Traits d’union.s est le volet central dans la programmation de la Biennale Manifesta. Il est composé de 6 chapitres (La Maison, Le Refuge, L’Hospice, Le Port, Le Parc et L’École) qui ouvriront progressives dans autant de musées emblématiques à Marseille.
Manifesta, biennale d’art contemporain, vient enfin de débuter avec plusieurs mois de retard dus aux événement que vous connaissez. Une manifestation assez atypique dans la paysage culturel dont la directrice directrice, Hedwig Fijen, explique la finalité concernant le volet central : « Les différents chapitres de Traits d’union.s traitent d’enjeux sociétaux essentiels qui sont évidents pour Marseille et pourtant résonnent également à travers le monde. L’équipe artistique et les participant·e·s ont entrepris individuellement et collectivement d’aborder certains sujets dont l’importance a été accentuée par les récents événements, pour permettre à des publics locaux, nationaux et internationaux de se réunir à Marseille et d’utiliser la ville comme une loupe à partir de laquelle analyser ces débats mondiaux communs, conduisant à la création de modèles alternatifs, clés des transformations à venir. »
L’équipe artistique précise elle pourquoi la thématique de Traits d’unions ‘est imposé comme une évidence dans notre ville : « Marseille est marquée par les transitions : lieu d’arrivées et de départs continus, à la fois échappatoire et sanctuaire. Mais Marseille est aussi l’incarnation de résistances car souvent le théâtre de moments uniques de tensions fécondes. Marseille est une ville exceptionnelle au sein de la matrice européenne puisqu’irrésolue – une ville en perpétuel mouvement, tournoyant autour de multiples centres, aussi bien historiques qu’informels. Ses innombrables histoires, biographies et anecdotes donnent forme à ses multiples existences.
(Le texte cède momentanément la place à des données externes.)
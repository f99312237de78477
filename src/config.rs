use serde::{Deserialize, Deserializer};
use std::collections::HashSet;
use std::path::PathBuf;
use std::time::Duration;
use thiserror::Error;

use crate::geometry::Site;
use crate::guide::DispatchSettings;
use crate::platform::DEFAULT_STROKE_DEGREES;

#[derive(Debug, Error)]
pub enum ConfigError {
    #[error("IO error: {0}")]
    Io(#[from] std::io::Error),
    #[error("YAML parse error: {0}")]
    Yaml(#[from] serde_yaml::Error),
    #[error("invalid configuration: {0}")]
    Invalid(String),
    #[error("missing configuration: {0}")]
    Missing(&'static str),
}

#[derive(Debug, Clone, Deserialize)]
pub struct Config {
    #[serde(default)]
    pub platform: PlatformSection,
    #[serde(default)]
    pub guide: GuideSection,
    pub simulator: Option<SimulatorSection>,
    #[serde(default)]
    pub web: WebConfig,
    #[serde(default)]
    pub api_keys: Vec<ApiKey>,
}

#[derive(Debug, Clone, Deserialize)]
pub struct PlatformSection {
    /// Used until a stroke has been saved to the settings file.
    #[serde(default = "default_stroke_degrees")]
    pub stroke_degrees: f64,
    #[serde(default = "default_settings_file")]
    pub settings_file: PathBuf,
}

impl Default for PlatformSection {
    fn default() -> Self {
        PlatformSection {
            stroke_degrees: default_stroke_degrees(),
            settings_file: default_settings_file(),
        }
    }
}

fn default_stroke_degrees() -> f64 {
    DEFAULT_STROKE_DEGREES
}

fn default_settings_file() -> PathBuf {
    PathBuf::from("eqplatform.yaml")
}

#[derive(Debug, Clone, Deserialize)]
pub struct GuideSection {
    #[serde(default = "default_max_pulse_ms")]
    pub max_pulse_ms: u32,
    #[serde(default = "default_poll_interval", deserialize_with = "humantime_duration")]
    pub poll_interval: Duration,
    #[serde(default = "default_timeout_margin", deserialize_with = "humantime_duration")]
    pub timeout_margin: Duration,
    #[serde(default)]
    pub wait_for_final_pulse: bool,
    #[serde(default = "default_watchdog_interval", deserialize_with = "humantime_duration")]
    pub watchdog_interval: Duration,
}

impl Default for GuideSection {
    fn default() -> Self {
        GuideSection {
            max_pulse_ms: default_max_pulse_ms(),
            poll_interval: default_poll_interval(),
            timeout_margin: default_timeout_margin(),
            wait_for_final_pulse: false,
            watchdog_interval: default_watchdog_interval(),
        }
    }
}

impl GuideSection {
    pub fn dispatch_settings(&self) -> DispatchSettings {
        DispatchSettings {
            poll_interval: self.poll_interval,
            timeout_margin: self.timeout_margin,
            wait_for_final_pulse: self.wait_for_final_pulse,
        }
    }
}

fn default_max_pulse_ms() -> u32 {
    2500
}

fn default_poll_interval() -> Duration {
    Duration::from_millis(10)
}

fn default_timeout_margin() -> Duration {
    Duration::from_secs(5)
}

fn default_watchdog_interval() -> Duration {
    Duration::from_secs(1)
}

fn humantime_duration<'de, D>(deserializer: D) -> Result<Duration, D::Error>
where
    D: Deserializer<'de>,
{
    let s = String::deserialize(deserializer)?;
    humantime::parse_duration(s.trim()).map_err(serde::de::Error::custom)
}

/// In-process rig standing in for real hardware.
#[derive(Debug, Clone, Deserialize)]
pub struct SimulatorSection {
    pub latitude_deg: f64,
    pub longitude_deg: f64,
    #[serde(default)]
    pub ra_hours: f64,
    #[serde(default)]
    pub dec_deg: f64,
    #[serde(default = "default_true")]
    pub motor: bool,
}

impl SimulatorSection {
    pub fn site(&self) -> Site {
        Site {
            latitude_deg: self.latitude_deg,
            longitude_deg: self.longitude_deg,
        }
    }
}

fn default_true() -> bool {
    true
}

#[derive(Debug, Clone, Deserialize)]
pub struct WebConfig {
    #[serde(default = "default_bind")]
    pub bind: String,
}

impl Default for WebConfig {
    fn default() -> Self {
        WebConfig {
            bind: default_bind(),
        }
    }
}

fn default_bind() -> String {
    "0.0.0.0:8080".to_string()
}

#[derive(Debug, Clone, Deserialize)]
pub struct ApiKey {
    pub key: String,
    pub name: String,
    pub permissions: HashSet<Permission>,
}

#[derive(Debug, Clone, Copy, PartialEq, Eq, Hash, Deserialize)]
#[serde(rename_all = "snake_case")]
pub enum Permission {
    /// Start, pause, resume and reset the platform.
    Control,
    /// Send guide pulses and syncs.
    Guide,
    /// Change the stroke length.
    Configure,
}

impl Config {
    pub fn from_file(path: &str) -> Result<Self, ConfigError> {
        let content = std::fs::read_to_string(path)?;
        Self::from_str(&content)
    }

    #[allow(clippy::should_implement_trait)]
    pub fn from_str(content: &str) -> Result<Self, ConfigError> {
        let config: Config = serde_yaml::from_str(content)?;
        config.validate()?;
        Ok(config)
    }

    pub fn validate(&self) -> Result<(), ConfigError> {
        if !self.platform.stroke_degrees.is_finite() || self.platform.stroke_degrees <= 0.0 {
            return Err(ConfigError::Invalid(format!(
                "platform.stroke_degrees must be positive, got {}",
                self.platform.stroke_degrees
            )));
        }
        if self.guide.max_pulse_ms == 0 {
            return Err(ConfigError::Invalid(
                "guide.max_pulse_ms must be positive".to_string(),
            ));
        }
        if self.guide.poll_interval.is_zero() {
            return Err(ConfigError::Invalid(
                "guide.poll_interval must be positive".to_string(),
            ));
        }
        if let Some(sim) = &self.simulator {
            if !(-90.0..=90.0).contains(&sim.latitude_deg) {
                return Err(ConfigError::Invalid(format!(
                    "simulator.latitude_deg out of range: {}",
                    sim.latitude_deg
                )));
            }
        }
        Ok(())
    }

    /// The device backend; there is no other than the simulator yet.
    pub fn simulator(&self) -> Result<&SimulatorSection, ConfigError> {
        self.simulator.as_ref().ok_or(ConfigError::Missing("simulator"))
    }

    pub fn find_api_key(&self, key: &str) -> Option<&ApiKey> {
        self.api_keys.iter().find(|k| k.key == key)
    }
}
Marseille résiste à toute tentative de catégorisation, sa singularité résidant dans son identité hétérogène. »
En couverture The Keepers (2020), installation de l’artiste Arseny Zhilyaev à découvrir dans l’un des salons du Musée Grobet-Labadié
Vous retrouvez ci-dessous le programme des six chapitres tels que proposé par l’équipe organisatrice que nous tâcheront de vous faire vivre régulièrement suite à nos visites.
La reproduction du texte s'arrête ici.